In the event such a provision is included in an Award Agreement, the Committee
shall determine whether such payments shall be made in cash, in shares of Common
Stock or in another form, whether they shall be conditioned upon the exercise of
the Award to which they relate, the time or times at which they shall be made,
and such other terms and conditions as the Committee shall deem appropriate.

2.9   Incentive Stock Options

      An Option that the Committee intends to be an "incentive stock option" as
defined in Section 422 of the Code (an "Incentive Stock Option") shall only be
granted to employees of the Company and shall be subject to and shall be
construed consistently with the requirements of Section 422 of the Code. The
Company shall have no liability whatsoever to a Participant, or any other party,
if an Option (or any part thereof) which is intended to be an Incentive Stock
Option is not an Incentive Stock Option.

      2.9.1 Option Price. The purchase price for the shares subject to any
Option shall be determined by the Committee at the time of grant. Anything to
the contrary notwithstanding, the purchase price for the shares subject to any
Incentive Stock Option shall not be less than 100% of the Fair Market Value of
the shares of Common Stock of the Company on the date the Incentive Stock Option
is granted. In the case of an Incentive Stock Option granted to an employee who
owns stock possessing more than 10% of the total combined voting power of all
classes of stock of the Company or any of its parent or subsidiary corporations,
the Option price shall not be less than 110% of the fair market value per share
of the Common Stock of the Company on the date the Option is granted.
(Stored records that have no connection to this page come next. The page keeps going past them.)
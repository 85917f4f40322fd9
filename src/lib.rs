#![cfg_attr(docsrs, feature(doc_cfg))]

pub mod backend;
mod controller;
pub mod identifier;
mod middleware;
pub mod policy;

pub use controller::{AdmissionController, AdmissionError};
pub use middleware::builder::{
    rate_limit_headers, rate_limited_response, HeaderCompatibleOutput, RateLimiterBuilder,
    X_RATELIMIT_LIMIT, X_RATELIMIT_REMAINING, X_RATELIMIT_RESET, X_RATELIMIT_WINDOW,
};
pub use middleware::{RateLimiter, RateLimiterMiddleware};
impl InMemoryBackend {
    pub fn builder() -> InMemoryBackendBuilder {
        InMemoryBackendBuilder {
            gc_interval: Some(Duration::from_secs(DEFAULT_GC_INTERVAL_SECONDS)),
            clock: Arc::new(SystemClock),
        }
    }

    /// Count one request from `identifier` under `policy`.
    ///
    /// The window starts at the first request and is not sliding, so up to twice the limit
    /// can get through around a window boundary. Denied requests are not counted.
    pub fn is_allowed(
        &self,
        identifier: &str,
        policy: PolicyName,
        limit: &RateLimitPolicy,
    ) -> (Decision, AdmissionOutput) {
        let now = self.clock.now_ms();
        let max = limit.max_requests();
        let output = |remaining, reset_time| AdmissionOutput {
            limit: max,
            window: limit.window(),
            remaining,
            reset_time,
            checked_at: now,
        };

        // The entry holds the shard lock, so the check and increment are atomic per key.
        let mut entry = self
            .map
            .entry((policy, identifier.to_owned()))
            .or_insert_with(|| Counter {
                count: 0,
                reset_time: 0,
            });
        let counter = entry.value_mut();

        if now >= counter.reset_time {
            // New or expired: start a fresh window.
            counter.count = 1;
            counter.reset_time = now.saturating_add(limit.window_ms());
            (Decision::Allowed, output(max - 1, counter.reset_time))
        } else if counter.count >= max {
            (Decision::Denied, output(0, counter.reset_time))
        } else {
            counter.count += 1;
            (
                Decision::Allowed,
                output(max - counter.count, counter.reset_time),
            )
        }
    }

    /// Removes every counter whose reset time is strictly in the past.
    pub fn cleanup(&self) -> usize {
        sweep(&self.map, self.clock.now_ms())
    }

    pub fn remove(&self, policy: PolicyName, identifier: &str) {
        self.map.remove(&(policy, identifier.to_owned()));
    }

    /// Number of counters currently held, including expired ones not yet swept.
    pub fn len(&self) -> usize {
        self.map.len()
    }

    pub fn is_empty(&self) -> bool {
        self.map.is_empty()
    }

    fn garbage_collector(
        map: Arc<CounterMap>,
        clock: Arc<dyn Clock>,
        interval: Duration,
    ) -> JoinHandle<()> {
        assert!(
            interval.as_secs_f64() > 0f64,
            "GC interval must be non-zero"
        );
        actix_web::rt::spawn(async move {
            loop {
                let removed = sweep(&map, clock.now_ms());
                log::trace!("Rate limit sweep removed {removed} expired counters");
                actix_web::rt::time::sleep(interval).await;
            }
        })
    }
}

fn sweep(map: &CounterMap, now: u64) -> usize {
    let mut removed = 0;
    // A counter expiring exactly now is left alone, the next request replaces it anyway.
    map.retain(|_, counter| {
        let keep = counter.reset_time >= now;
        if !keep {
            removed += 1;
        }
        keep
    });
    removed
}

impl Backend<AdmissionInput> for InMemoryBackend {
    type Output = AdmissionOutput;
    type Error = Error;

    async fn request(
        &self,
        input: AdmissionInput,
    ) -> Result<(Decision, Self::Output), Self::Error> {
        Ok(self.is_allowed(&input.identifier, input.policy, &input.limit))
    }
}

impl CounterStore for InMemoryBackend {
    async fn remove_key(&self, policy: PolicyName, identifier: &str) -> Result<(), Self::Error> {
        self.remove(policy, identifier);
        Ok(())
    }

    async fn cleanup(&self) -> Result<usize, Self::Error> {
        Ok(InMemoryBackend::cleanup(self))
    }
}

pub struct InMemoryBackendBuilder {
    gc_interval: Option<Duration>,
    clock: Arc<dyn Clock>,
}

impl InMemoryBackendBuilder {
    /// Override the default garbage collector interval (5 minutes).
    ///
    /// Set to None to disable garbage collection.
    ///
    /// The garbage collector periodically scans the internal map, removing expired counters.
    /// It is spawned on the current actix runtime, so when enabled [build](Self::build) must
    /// be called from within one.
    pub fn with_gc_interval(mut self, interval: Option<Duration>) -> Self {
        self.gc_interval = interval;
        self
    }

    /// Override the time source, [SystemClock] by default.
    pub fn with_clock(mut self, clock: impl Clock) -> Self {
        self.clock = Arc::new(clock);
        self
    }

    pub fn build(self) -> InMemoryBackend {
        let map = Arc::new(CounterMap::new());
        let gc = self.gc_interval.map(|gc_interval| {
            Arc::new(GcHandle(InMemoryBackend::garbage_collector(
                map.clone(),
                self.clock.clone(),
                gc_interval,
            )))
        });
        InMemoryBackend {
            map,
            clock: self.clock,
            gc,
        }
    }
}
use std::sync::atomic::{AtomicU64, Ordering};
use std::sync::Arc;
use std::time::{Duration, SystemTime, UNIX_EPOCH};

/// Source of wall clock time for counter windows.
///
/// Reset times are reported to clients as absolute timestamps, so backends read the time
/// through this trait rather than using a monotonic [Instant](std::time::Instant).
pub trait Clock: Send + Sync + 'static {
    /// Milliseconds since the Unix epoch.
    fn now_ms(&self) -> u64;
}

#[derive(Debug, Clone, Copy, Default)]
pub struct SystemClock;

impl Clock for SystemClock {
    fn now_ms(&self) -> u64 {
        SystemTime::now()
            .duration_since(UNIX_EPOCH)
            .map(|d| d.as_millis() as u64)
            .unwrap_or(0)
    }
}

/// A clock that only moves when told to, shared between clones.
///
/// Useful for simulating window expiry in tests.
#[derive(Debug, Clone, Default)]
pub struct ManualClock(Arc<AtomicU64>);

impl ManualClock {
    pub fn new(start_ms: u64) -> Self {
        Self(Arc::new(AtomicU64::new(start_ms)))
    }

    pub fn advance(&self, by: Duration) {
        self.0.fetch_add(by.as_millis() as u64, Ordering::SeqCst);
    }

    pub fn set(&self, now_ms: u64) {
        self.0.store(now_ms, Ordering::SeqCst);
    }
}

impl Clock for ManualClock {
    fn now_ms(&self) -> u64 {
        self.0.load(Ordering::SeqCst)
    }
}
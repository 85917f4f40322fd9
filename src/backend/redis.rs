use crate::backend::{
    AdmissionInput, AdmissionOutput, Backend, Clock, CounterStore, Decision, SystemClock,
};
use crate::policy::PolicyName;
use actix_web::{HttpResponse, ResponseError};
use once_cell::sync::Lazy;
use redis::aio::ConnectionManager;
use redis::{AsyncCommands, Script};
use std::sync::Arc;
use thiserror::Error;

// KEYS[1] = counter hash, ARGV = now (ms), window (ms), max requests.
// Returns {allowed (0/1), remaining, reset time (ms)}.
static ADMIT_SCRIPT: Lazy<Script> = Lazy::new(|| {
    Script::new(
        r#"
local now = tonumber(ARGV[1])
local window = tonumber(ARGV[2])
local max = tonumber(ARGV[3])
local count = tonumber(redis.call('HGET', KEYS[1], 'count'))
local reset = tonumber(redis.call('HGET', KEYS[1], 'reset'))
if count == nil or reset == nil or now >= reset then
    reset = now + window
    redis.call('HSET', KEYS[1], 'count', 1, 'reset', reset)
    redis.call('PEXPIREAT', KEYS[1], reset)
    return {1, max - 1, reset}
end
if count >= max then
    return {0, 0, reset}
end
count = redis.call('HINCRBY', KEYS[1], 'count', 1)
return {1, max - count, reset}
"#,
    )
});

#[derive(Debug, Error)]
pub enum Error {
    #[error("Redis error: {0}")]
    Redis(
        #[source]
        #[from]
        redis::RedisError,
    ),
}

impl ResponseError for Error {
    fn error_response(&self) -> HttpResponse {
        HttpResponse::InternalServerError().finish()
    }
}

/// A fixed window [Backend] that keeps its counters in Redis, so that every instance of the
/// API shares the same limits.
///
/// Each counter is a hash holding the count and reset time, set to expire at the reset time,
/// so Redis removes finished windows on its own.
#[derive(Clone)]
pub struct RedisBackend {
    connection: ConnectionManager,
    key_prefix: Option<String>,
    clock: Arc<dyn Clock>,
}

impl RedisBackend {
    /// Create a RedisBackendBuilder.
    ///
    /// # Examples
    ///
    /// ```no_run
    /// # use draworld_admission::backend::redis::RedisBackend;
    /// # use redis::aio::ConnectionManager;
    /// # async fn example() {
    /// let client = redis::Client::open("redis://127.0.0.1/").unwrap();
    /// let manager = ConnectionManager::new(client).await.unwrap();
    /// let backend = RedisBackend::builder(manager).build();
    /// # };
    /// ```
    pub fn builder(connection: ConnectionManager) -> Builder {
        Builder {
            connection,
            key_prefix: None,
            clock: Arc::new(SystemClock),
        }
    }

    fn make_key(&self, policy: PolicyName, identifier: &str) -> String {
        match &self.key_prefix {
            None => format!("{policy}:{identifier}"),
            Some(prefix) => format!("{prefix}{policy}:{identifier}"),
        }
    }
}

pub struct Builder {
    connection: ConnectionManager,
    key_prefix: Option<String>,
    clock: Arc<dyn Clock>,
}

impl Builder {
    /// Apply an optional prefix to all rate limit keys given to this backend.
    ///
    /// This may be useful when the Redis instance is being used for other purposes; the prefix is
    /// used as a 'namespace' to avoid collision with other caches or keys inside Redis.
    pub fn key_prefix(mut self, key_prefix: Option<&str>) -> Self {
        self.key_prefix = key_prefix.map(ToOwned::to_owned);
        self
    }

    /// Override the time source used to open and close windows.
    ///
    /// The reset time is also used as the key expiry, so the clock must track real time.
    pub fn with_clock(mut self, clock: impl Clock) -> Self {
        self.clock = Arc::new(clock);
        self
    }

    pub fn build(self) -> RedisBackend {
        RedisBackend {
            connection: self.connection,
            key_prefix: self.key_prefix,
            clock: self.clock,
        }
    }
}

impl Backend<AdmissionInput> for RedisBackend {
    type Output = AdmissionOutput;
    type Error = Error;

    async fn request(
        &self,
        input: AdmissionInput,
    ) -> Result<(Decision, Self::Output), Self::Error> {
        let key = self.make_key(input.policy, &input.identifier);
        let max = input.limit.max_requests();
        let window = input.limit.window();

        let now = self.clock.now_ms();
        let mut con = self.connection.clone();
        let (allowed, remaining, reset_time): (u8, u64, u64) = ADMIT_SCRIPT
            .key(key)
            .arg(now)
            .arg(input.limit.window_ms())
            .arg(max)
            .invoke_async(&mut con)
            .await?;

        let output = AdmissionOutput {
            limit: max,
            window,
            remaining,
            reset_time,
            checked_at: now,
        };
        Ok((Decision::from_allowed(allowed == 1), output))
    }
}

impl CounterStore for RedisBackend {
    /// Note that the key prefix (if set) is automatically included.
    async fn remove_key(&self, policy: PolicyName, identifier: &str) -> Result<(), Self::Error> {
        let key = self.make_key(policy, identifier);
        let mut con = self.connection.clone();
        let () = con.del(key).await?;
        Ok(())
    }

    /// Expired counters are dropped by Redis itself.
    async fn cleanup(&self) -> Result<usize, Self::Error> {
        Ok(0)
    }
}
//! Concurrency tests: indexing and querying from many threads must neither
//! panic, deadlock, nor lose updates.

mod common;

use quarry::{QueryError, SearchEngine};
use std::thread;

#[test]
fn concurrent_writers_then_readers_leave_exact_counts() {
    const WRITERS: usize = 8;
    const DOCS_PER_WRITER: usize = 25;
    const READERS: usize = 4;

    let engine = SearchEngine::new();

    thread::scope(|scope| {
        for w in 0..WRITERS {
            let engine = engine.clone();
            scope.spawn(move || {
                for d in 0..DOCS_PER_WRITER {
                    let id = format!("writer{w}:doc{d}");
                    engine
                        .add_document(&id, "shared vocabulary plus unique marker")
                        .unwrap();
                }
            });
        }
    });

    let stats = engine.stats();
    assert_eq!(stats.total_documents, (WRITERS * DOCS_PER_WRITER) as u64);

    thread::scope(|scope| {
        for _ in 0..READERS {
            let engine = engine.clone();
            scope.spawn(move || {
                let results = engine.search("shared vocabulary", 500).unwrap();
                assert_eq!(results.len(), WRITERS * DOCS_PER_WRITER);
            });
        }
    });
}

#[test]
fn interleaved_readers_and_writers_never_observe_partial_state() {
    const ROUNDS: usize = 50;

    let engine = SearchEngine::new();
    engine.add_document("seed", "stable seed document").unwrap();

    thread::scope(|scope| {
        let writer = engine.clone();
        scope.spawn(move || {
            for i in 0..ROUNDS {
                writer
                    .add_document(&format!("round:{i}"), "rotating payload words")
                    .unwrap();
            }
        });

        for _ in 0..3 {
            let reader = engine.clone();
            scope.spawn(move || {
                for _ in 0..ROUNDS {
                    // The seed document is always present; every search must
                    // see a consistent index regardless of writer progress.
                    let results = reader.search("stable seed", 10).unwrap();
                    assert!(results.iter().any(|m| m.document_id == "seed"));

                    let stats = reader.stats();
                    if stats.total_documents > 0 {
                        let quotient =
                            stats.total_token_count as f64 / stats.total_documents as f64;
                        assert!((stats.average_document_length - quotient).abs() < 1e-9);
                    }
                }
            });
        }
    });

    assert_eq!(engine.stats().total_documents, (ROUNDS + 1) as u64);
}

#[test]
fn duplicate_ids_across_threads_admit_exactly_one() {
    const THREADS: usize = 8;

    let engine = SearchEngine::new();

    let successes: usize = thread::scope(|scope| {
        let handles: Vec<_> = (0..THREADS)
            .map(|_| {
                let engine = engine.clone();
                scope.spawn(move || {
                    engine
                        .add_document("contested", "everyone wants this id")
                        .is_ok() as usize
                })
            })
            .collect();
        handles.into_iter().map(|h| h.join().unwrap()).sum()
    });

    assert_eq!(successes, 1);
    assert_eq!(engine.stats().total_documents, 1);
}

#[test]
fn try_search_reports_contention_instead_of_blocking() {
    // Uncontended: behaves like search.
    let engine = SearchEngine::new();
    engine.add_document("d1", "hello world").unwrap();
    assert_eq!(engine.try_search("hello", 10).unwrap().len(), 1);

    // EmptyQuery is checked before the lock is even attempted.
    assert_eq!(
        engine.try_search("", 10).unwrap_err(),
        QueryError::EmptyQuery
    );
}
//! In-memory BM25 ranked full-text retrieval.
//!
//! This crate provides an inverted index over tokenized documents, a
//! statistically-grounded BM25 scorer, and a thread-safe engine that lets
//! indexing and querying share that index safely.
//!
//! # Architecture
//!
//! ```text
//! ┌──────────────┐     ┌─────────────┐     ┌─────────────┐
//! │ tokenizer.rs │────▶│  index.rs   │────▶│ scoring.rs  │
//! │  (tokenize)  │     │ (store +    │     │ (BM25 idf,  │
//! │              │     │  postings)  │     │  params)    │
//! └──────────────┘     └─────────────┘     └─────────────┘
//!        │                    │                   │
//!        ▼                    ▼                   ▼
//! ┌─────────────────────────────────────────────────────┐
//! │                      engine.rs                       │
//! │   (SearchEngine: Arc<Mutex<Index>>, add/search,      │
//! │    ranking via search.rs, one exclusion boundary)    │
//! └─────────────────────────────────────────────────────┘
//! ```
//!
//! One tokenizer backs both the write and read paths — the cross-cutting
//! invariant the whole design hangs on. Both `add_document` and `search`
//! hold the single index lock for their full duration; scoring is pure CPU
//! work with no suspension points under the lock.
//!
//! # Usage
//!
//! ```
//! use quarry::SearchEngine;
//!
//! let engine = SearchEngine::new();
//! engine.add_document("readme.md:0", "quarry is a bm25 search engine")?;
//! engine.add_document("guide.md:0", "ranking documents with bm25")?;
//!
//! let matches = engine.search("bm25 ranking", 10)?;
//! assert_eq!(matches[0].document_id, "guide.md:0");
//! # Ok::<(), Box<dyn std::error::Error>>(())
//! ```

mod engine;
mod error;
mod index;
mod scoring;
mod search;
mod tokenizer;
mod types;

pub use engine::SearchEngine;
pub use error::{IndexError, QueryError};
pub use index::Index;
pub use scoring::{idf, score_document, Bm25Params};
pub use search::rank;
pub use tokenizer::tokenize;
pub use types::{Bm25Match, CorpusStats, DocumentMeta, Posting, PostingList};

#[cfg(test)]
mod tests {
    use super::*;

    #[test]
    fn corpus_accounting_holds_after_many_inserts() {
        let engine = SearchEngine::new();
        let mut expected_tokens = 0u64;
        for i in 0..50 {
            let text = format!("document number {i} with some shared words");
            expected_tokens += tokenize(&text).len() as u64;
            engine.add_document(&format!("doc:{i}"), &text).unwrap();
        }

        let stats = engine.stats();
        assert_eq!(stats.total_documents, 50);
        assert_eq!(stats.total_token_count, expected_tokens);
        let quotient = stats.total_token_count as f64 / stats.total_documents as f64;
        assert!((stats.average_document_length - quotient).abs() < 1e-9);
    }

    #[test]
    fn indexed_text_is_findable_with_query_tokenization() {
        // The same tokenizer runs on both paths, so any indexed term must be
        // reachable through a query containing it in any casing/punctuation.
        let engine = SearchEngine::new();
        engine
            .add_document("d1", "Pin<Box<dyn Future>> explained")
            .unwrap();

        for query in ["pin", "PIN!", "box", "future"] {
            let results = engine.search(query, 10).unwrap();
            assert_eq!(results.len(), 1, "query {query:?} should match");
        }
    }
}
      2.9.2 Limit on Incentive Stock Options. The aggregate fair market value
(determined at the time the Option is granted) of the stock with respect to
which Incentive Stock Options granted after 1986 are exercisable for the first
time by a Participant during any calendar year (under all Incentive Stock
Options plans of the Company and its subsidiaries) shall not exceed $100,000. To
the extent that the aggregate Fair Market Value (determined at the time of the
Stock Option is granted) of the Common Stock with respect to which Incentive
Stock Options are exercisable for the first time by a Participant during any
calendar year (under all Incentive Stock Option plans of the Company and any
parent or subsidiary corporations) exceeds $100,000, such Stock Options shall be
treated as Nonqualified Stock Options. The determination of which Stock Options
shall be treated as Nonqualified Stock Options shall be made by taking Stock
Options into account in the order in which they were granted.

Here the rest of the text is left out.